> [Task to complete]: Pull out every line of the listing below where "impl" appears.

○ ○ ○

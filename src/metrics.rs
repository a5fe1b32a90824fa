use std::sync::atomic::AtomicU64;
use std::sync::Arc;

use prometheus_client::metrics::counter::Counter;
use prometheus_client::metrics::gauge::Gauge;
use prometheus_client::metrics::histogram::{exponential_buckets, Histogram};
use prometheus_client::registry::Registry;

/// Gauge holding a duration in (fractional) seconds.
pub type SecondsGauge = Gauge<f64, AtomicU64>;

// ---------------------------------------------------------------------------
// Metrics struct
// ---------------------------------------------------------------------------

/// Central container for every Prometheus metric exposed by the proxy.
pub struct Metrics {
    // -- request path --
    pub requests_in_progress: Gauge,
    pub hit_requests_in_progress: Gauge,
    pub miss_requests_in_progress: Gauge,
    pub hit_count: Counter,
    pub hit_bytes: Counter,
    pub miss_count: Counter,
    pub miss_bytes: Counter,
    pub error_count: Counter,
    pub upstream_error_count: Counter,

    // -- prefetch --
    pub prefetch_ignore_count: Counter,
    pub prefetch_skip_count: Counter,
    pub prefetch_download_count: Counter,
    pub prefetch_download_bytes: Counter,
    pub prefetch_download_error_count: Counter,
    pub prefetch_list_request_count: Counter,
    pub prefetch_list_error_count: Counter,
    pub prefetch_in_progress: Gauge,
    pub prefetch_loop_seconds: Histogram,
    pub prefetch_last_loop_seconds: SecondsGauge,

    // -- disk --
    pub disk_cache_size_bytes: Gauge,
    pub disk_cache_available_bytes: Gauge,
    pub disk_cache_used_bytes: Gauge,
    pub disk_cache_total_bytes: Gauge,

    // -- gc --
    pub gc_error_count: Counter,
    pub gc_in_progress: Gauge,
    pub gc_loop_seconds: Histogram,
    pub gc_last_loop_seconds: SecondsGauge,
    pub gc_retained_bytes: Gauge,
    pub gc_retained_files: Gauge,
}

impl Metrics {
    /// Create a new [`Metrics`] instance and register every metric with the
    /// supplied `registry`.
    pub fn new(registry: &mut Registry) -> Self {
        let requests_in_progress: Gauge = Gauge::default();
        registry.register(
            "artifactcache_requests_in_progress",
            "Number of requests being served right now",
            requests_in_progress.clone(),
        );

        let hit_requests_in_progress: Gauge = Gauge::default();
        registry.register(
            "artifactcache_hit_requests_in_progress",
            "Number of cache-hit requests being served right now",
            hit_requests_in_progress.clone(),
        );

        let miss_requests_in_progress: Gauge = Gauge::default();
        registry.register(
            "artifactcache_miss_requests_in_progress",
            "Number of cache-miss requests being served right now",
            miss_requests_in_progress.clone(),
        );

        let hit_count = Counter::default();
        registry.register(
            "artifactcache_cache_hits",
            "Total cache hits",
            hit_count.clone(),
        );

        let hit_bytes = Counter::default();
        registry.register(
            "artifactcache_cache_hit_bytes",
            "Total bytes served from the local cache",
            hit_bytes.clone(),
        );

        let miss_count = Counter::default();
        registry.register(
            "artifactcache_cache_misses",
            "Total cache misses",
            miss_count.clone(),
        );

        let miss_bytes = Counter::default();
        registry.register(
            "artifactcache_cache_miss_bytes",
            "Total bytes streamed from upstream on cache misses",
            miss_bytes.clone(),
        );

        let error_count = Counter::default();
        registry.register(
            "artifactcache_errors",
            "Total errors: bad requests, unknown repos, disconnects, local I/O failures",
            error_count.clone(),
        );

        let upstream_error_count = Counter::default();
        registry.register(
            "artifactcache_upstream_errors",
            "Total upstream errors: connection failures and non-200 responses",
            upstream_error_count.clone(),
        );

        let prefetch_ignore_count = Counter::default();
        registry.register(
            "artifactcache_prefetch_ignored",
            "Listed items excluded by the include/exclude filters",
            prefetch_ignore_count.clone(),
        );

        let prefetch_skip_count = Counter::default();
        registry.register(
            "artifactcache_prefetch_skipped",
            "Listed items skipped because they are already cached",
            prefetch_skip_count.clone(),
        );

        let prefetch_download_count = Counter::default();
        registry.register(
            "artifactcache_prefetch_downloads",
            "Items downloaded by the prefetcher",
            prefetch_download_count.clone(),
        );

        let prefetch_download_bytes = Counter::default();
        registry.register(
            "artifactcache_prefetch_download_bytes",
            "Bytes downloaded by the prefetcher, including failed transfers",
            prefetch_download_bytes.clone(),
        );

        let prefetch_download_error_count = Counter::default();
        registry.register(
            "artifactcache_prefetch_download_errors",
            "Prefetch download failures",
            prefetch_download_error_count.clone(),
        );

        let prefetch_list_request_count = Counter::default();
        registry.register(
            "artifactcache_prefetch_list_requests",
            "Upstream listing requests made, regardless of outcome",
            prefetch_list_request_count.clone(),
        );

        let prefetch_list_error_count = Counter::default();
        registry.register(
            "artifactcache_prefetch_list_errors",
            "Upstream listing request failures",
            prefetch_list_error_count.clone(),
        );

        let prefetch_in_progress: Gauge = Gauge::default();
        registry.register(
            "artifactcache_prefetch_in_progress",
            "Whether a prefetch pass is running",
            prefetch_in_progress.clone(),
        );

        let prefetch_loop_seconds = Histogram::new(exponential_buckets(0.01, 2.0, 14));
        registry.register(
            "artifactcache_prefetch_loop_duration_seconds",
            "Duration of prefetch passes in seconds",
            prefetch_loop_seconds.clone(),
        );

        let prefetch_last_loop_seconds: SecondsGauge = SecondsGauge::default();
        registry.register(
            "artifactcache_prefetch_last_loop_duration_seconds",
            "Duration of the most recent prefetch pass in seconds",
            prefetch_last_loop_seconds.clone(),
        );

        let disk_cache_size_bytes: Gauge = Gauge::default();
        registry.register(
            "artifactcache_disk_cache_size_bytes",
            "Sum of cached file sizes on disk",
            disk_cache_size_bytes.clone(),
        );

        let disk_cache_available_bytes: Gauge = Gauge::default();
        registry.register(
            "artifactcache_disk_cache_available_space_bytes",
            "Available space on the cache filesystem as reported by the OS",
            disk_cache_available_bytes.clone(),
        );

        let disk_cache_used_bytes: Gauge = Gauge::default();
        registry.register(
            "artifactcache_disk_cache_used_space_bytes",
            "Used space on the cache filesystem as reported by the OS",
            disk_cache_used_bytes.clone(),
        );

        let disk_cache_total_bytes: Gauge = Gauge::default();
        registry.register(
            "artifactcache_disk_cache_total_space_bytes",
            "Total space on the cache filesystem as reported by the OS",
            disk_cache_total_bytes.clone(),
        );

        let gc_error_count = Counter::default();
        registry.register(
            "artifactcache_gc_errors",
            "Errors encountered during garbage collection",
            gc_error_count.clone(),
        );

        let gc_in_progress: Gauge = Gauge::default();
        registry.register(
            "artifactcache_gc_in_progress",
            "Whether a garbage-collection pass is running",
            gc_in_progress.clone(),
        );

        let gc_loop_seconds = Histogram::new(exponential_buckets(0.01, 2.0, 14));
        registry.register(
            "artifactcache_gc_loop_duration_seconds",
            "Duration of garbage-collection passes in seconds",
            gc_loop_seconds.clone(),
        );

        let gc_last_loop_seconds: SecondsGauge = SecondsGauge::default();
        registry.register(
            "artifactcache_gc_last_loop_duration_seconds",
            "Duration of the most recent garbage-collection pass in seconds",
            gc_last_loop_seconds.clone(),
        );

        let gc_retained_bytes: Gauge = Gauge::default();
        registry.register(
            "artifactcache_gc_retained_bytes",
            "Bytes retained in the cache after the last GC pass",
            gc_retained_bytes.clone(),
        );

        let gc_retained_files: Gauge = Gauge::default();
        registry.register(
            "artifactcache_gc_retained_files",
            "Files retained in the cache after the last GC pass",
            gc_retained_files.clone(),
        );

        Self {
            requests_in_progress,
            hit_requests_in_progress,
            miss_requests_in_progress,
            hit_count,
            hit_bytes,
            miss_count,
            miss_bytes,
            error_count,
            upstream_error_count,
            prefetch_ignore_count,
            prefetch_skip_count,
            prefetch_download_count,
            prefetch_download_bytes,
            prefetch_download_error_count,
            prefetch_list_request_count,
            prefetch_list_error_count,
            prefetch_in_progress,
            prefetch_loop_seconds,
            prefetch_last_loop_seconds,
            disk_cache_size_bytes,
            disk_cache_available_bytes,
            disk_cache_used_bytes,
            disk_cache_total_bytes,
            gc_error_count,
            gc_in_progress,
            gc_loop_seconds,
            gc_last_loop_seconds,
            gc_retained_bytes,
            gc_retained_files,
        }
    }
}

// ---------------------------------------------------------------------------
// Shared handle
// ---------------------------------------------------------------------------

/// Thread-safe wrapper for the metrics registry, used in [`AppState`].
///
/// [`AppState`]: crate::AppState
#[derive(Clone)]
pub struct MetricsRegistry {
    pub registry: Arc<Registry>,
    pub metrics: Arc<Metrics>,
}

impl MetricsRegistry {
    /// Build a fresh registry and pre-register all proxy metrics.
    pub fn new() -> Self {
        let mut registry = Registry::default();
        let metrics = Metrics::new(&mut registry);
        Self {
            registry: Arc::new(registry),
            metrics: Arc::new(metrics),
        }
    }
}

// ---------------------------------------------------------------------------
// In-flight guard
// ---------------------------------------------------------------------------

/// RAII guard for an in-progress gauge: increments on construction,
/// decrements on drop. Moved into the streaming task on the miss path so the
/// gauge covers the whole transfer.
pub struct InFlight {
    gauge: Gauge,
}

impl InFlight {
    pub fn new(gauge: &Gauge) -> Self {
        gauge.inc();
        Self {
            gauge: gauge.clone(),
        }
    }
}

impl Drop for InFlight {
    fn drop(&mut self) {
        self.gauge.dec();
    }
}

○ ○ ○

> [Written answer]:
impl Metrics {
impl MetricsRegistry {
impl InFlight {
impl Drop for InFlight {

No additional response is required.